Maybe the corruption trial of former state legislator Rep. Vic Kohring (R-AK) is really a call for healthcare reform. Kohring learned the age-old HMO lesson (never, ever go out of network) the hard way and ended up begging Veco executives for cash when faced with collection agency calls.
Kohring says a spinal surgery in 2002 at the Mayo Clinic, which wasn't on his health plan's preferred provider list, set him back thousands of dollars. One credit card still had a $17,000 balance in March 2006. With collection agencies harassing him and his house, worth about $100,000, not selling, he approached Veco executives Bill Allen and Rick Smith with an idea. He would lobby other state lawmakers to support a piece of pipeline legislation in exchange for some cash. He never received the $17,000.

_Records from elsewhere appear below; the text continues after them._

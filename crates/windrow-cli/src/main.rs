//! windrow CLI - tabular data extraction tool

mod loader;
mod output;

use anyhow::{Context, Result};
use clap::{Args, Parser, Subcommand};
use serde::Deserialize;
use std::path::{Path, PathBuf};

use output::OutputArgs;
use windrow_core::{scan_rows, CellBounds, Heading, ScanOptions};
use windrow_html::{ExtractOptions, HtmlTableReader};

#[derive(Parser)]
#[command(name = "wrow")]
#[command(
    author,
    version,
    about = "Extract the data table from a spreadsheet cell map or an HTML document"
)]
struct Cli {
    #[command(subcommand)]
    command: Commands,
}

#[derive(Subcommand)]
enum Commands {
    /// Scan a JSON sparse cell map and extract the data table
    Scan {
        /// JSON cell map file (worksheet-object layout)
        input: PathBuf,

        #[command(flatten)]
        scan: ScanArgs,

        #[command(flatten)]
        out: OutputArgs,
    },

    /// Extract table rows from an HTML document
    Html {
        /// Input HTML file
        input: PathBuf,

        /// Heading text preceding the wanted table
        #[arg(long)]
        heading: Option<String>,

        /// Heading regex preceding the wanted table
        #[arg(long, conflicts_with = "heading")]
        heading_pattern: Option<String>,

        /// Select the table with this id attribute
        #[arg(long)]
        table_id: Option<String>,

        /// Cells per row: minimum "7" or window "7-9"
        #[arg(long)]
        cells: Option<String>,

        /// Keep embedded newlines in cell text
        #[arg(long)]
        newlines: bool,

        /// Do not trim cell text
        #[arg(long)]
        no_trim: bool,

        #[command(flatten)]
        out: OutputArgs,
    },
}

#[derive(Debug, Args)]
struct ScanArgs {
    /// A1-style data selection, e.g. "A3:M24"
    #[arg(long)]
    range: Option<String>,

    /// Text before the data table
    #[arg(long)]
    heading: Option<String>,

    /// Regex before the data table
    #[arg(long, conflicts_with = "heading")]
    heading_pattern: Option<String>,

    /// Text after the data table
    #[arg(long)]
    stop_heading: Option<String>,

    /// Regex after the data table
    #[arg(long, conflicts_with = "stop_heading")]
    stop_pattern: Option<String>,

    /// Cells per row: minimum "7" or window "7-9"
    #[arg(long)]
    cells: Option<String>,

    /// Insert nulls for cells missing from a row (needs a bounded range)
    #[arg(long)]
    missing_cells: bool,

    /// Table headers repeat on each printed page
    #[arg(long)]
    repeating: bool,

    /// Do not trim text cell values
    #[arg(long)]
    no_trim: bool,

    /// JSON options file merged under explicit flags
    #[arg(long)]
    options: Option<PathBuf>,
}

/// Options-file counterpart of the command line flags
#[derive(Debug, Default, Deserialize)]
#[serde(rename_all = "camelCase", default)]
struct FileOptions {
    range: Option<String>,
    heading: Option<String>,
    heading_pattern: Option<String>,
    stop_heading: Option<String>,
    stop_pattern: Option<String>,
    cells: Option<CellsValue>,
    missing_cells: Option<bool>,
    repeating: Option<bool>,
    trim: Option<bool>,
    headers: Option<Vec<String>>,
    has_header: Option<bool>,
    repeat_cell: Option<usize>,
    repeat_heading: Option<String>,
}

/// The "cells" option takes a number (minimum) or a "min-max" string
#[derive(Debug, Deserialize)]
#[serde(untagged)]
enum CellsValue {
    Count(usize),
    Spec(String),
}

impl CellsValue {
    fn to_bounds(&self) -> Result<CellBounds> {
        let bounds = match self {
            CellsValue::Count(min) => CellBounds::new(*min, CellBounds::default().max),
            CellsValue::Spec(spec) => spec.parse()?,
        };
        Ok(bounds)
    }
}

fn main() -> Result<()> {
    let cli = Cli::parse();

    match cli.command {
        Commands::Scan { input, scan, out } => run_scan(&input, scan, out),
        Commands::Html {
            input,
            heading,
            heading_pattern,
            table_id,
            cells,
            newlines,
            no_trim,
            out,
        } => run_html(
            &input,
            heading,
            heading_pattern,
            table_id,
            cells,
            newlines,
            no_trim,
            out,
        ),
    }
}

fn run_scan(input: &Path, scan: ScanArgs, mut out: OutputArgs) -> Result<()> {
    let file = load_file_options(scan.options.as_deref())?;
    merge_output_options(&mut out, &file);
    let options = build_scan_options(&scan, &file, out.repeat_heading.is_some())?;

    let cells = loader::load_cell_map(input)?;
    let rows = scan_rows(cells, options)
        .with_context(|| format!("Failed to extract table from '{}'", input.display()))?;
    output::write_rows(rows, &out)
}

#[allow(clippy::too_many_arguments)]
fn run_html(
    input: &Path,
    heading: Option<String>,
    heading_pattern: Option<String>,
    table_id: Option<String>,
    cells: Option<String>,
    newlines: bool,
    no_trim: bool,
    out: OutputArgs,
) -> Result<()> {
    let mut options = ExtractOptions {
        newlines,
        trim: !no_trim,
        table_id: table_id.map(Heading::Exact),
        ..ExtractOptions::default()
    };
    options.heading = build_heading(&heading_pattern, &heading)?;
    if let Some(spec) = cells {
        options.cells = spec.parse()?;
    }

    let rows = HtmlTableReader::new(options)
        .read_file(input)
        .with_context(|| format!("Failed to extract table from '{}'", input.display()))?;
    output::write_rows(rows, &out)
}

fn load_file_options(path: Option<&Path>) -> Result<FileOptions> {
    let Some(path) = path else {
        return Ok(FileOptions::default());
    };
    let text = std::fs::read_to_string(path)
        .with_context(|| format!("Failed to read options file '{}'", path.display()))?;
    serde_json::from_str(&text)
        .with_context(|| format!("Invalid options file '{}'", path.display()))
}

/// Command line flags win over options-file values
fn build_scan_options(
    scan: &ScanArgs,
    file: &FileOptions,
    subheadings: bool,
) -> Result<ScanOptions> {
    let mut options = ScanOptions::new();

    if let Some(range) = scan.range.as_ref().or(file.range.as_ref()) {
        options.range = Some(range.parse()?);
    }
    options.heading = build_heading(
        &scan.heading_pattern.clone().or_else(|| file.heading_pattern.clone()),
        &scan.heading.clone().or_else(|| file.heading.clone()),
    )?;
    options.stop_heading = build_heading(
        &scan.stop_pattern.clone().or_else(|| file.stop_pattern.clone()),
        &scan.stop_heading.clone().or_else(|| file.stop_heading.clone()),
    )?;
    options.cells = match (&scan.cells, &file.cells) {
        (Some(spec), _) => spec.parse()?,
        (None, Some(value)) => value.to_bounds()?,
        (None, None) => CellBounds::default(),
    };
    options.missing_cells = scan.missing_cells || file.missing_cells.unwrap_or(false);
    options.repeating = scan.repeating || file.repeating.unwrap_or(false);
    options.trim = !scan.no_trim && file.trim.unwrap_or(true);
    options.subheadings = subheadings;

    Ok(options)
}

fn build_heading(pattern: &Option<String>, text: &Option<String>) -> Result<Option<Heading>> {
    if let Some(pattern) = pattern {
        return Ok(Some(Heading::pattern(pattern)?));
    }
    Ok(text.clone().map(Heading::exact))
}

fn merge_output_options(out: &mut OutputArgs, file: &FileOptions) {
    if out.headers.is_none() {
        out.headers = file.headers.clone();
    }
    out.has_header = out.has_header || file.has_header.unwrap_or(false);
    if out.repeat_cell.is_none() {
        out.repeat_cell = file.repeat_cell;
    }
    if out.repeat_heading.is_none() {
        out.repeat_heading = file.repeat_heading.clone();
    }
}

Kohring's lawyer has argued prosecutor's nabbed his small fish client when they should have been pursuing the big fish: Sen. Ted Stevens (R-AK) and former state Senate President Ben Stevens. The lawyer, Wayne Anthony Ross, wrote in a letter to federal prosecutors: "You dun got the wrong man." Father and son Stevens, who are both under investigation for their connection to Veco, have not been officially accused of wrongdoing (yet), but Kohring is charged with accepting $2,600 in cash and lining up a Veco summer internship for his nephew worth $3,000.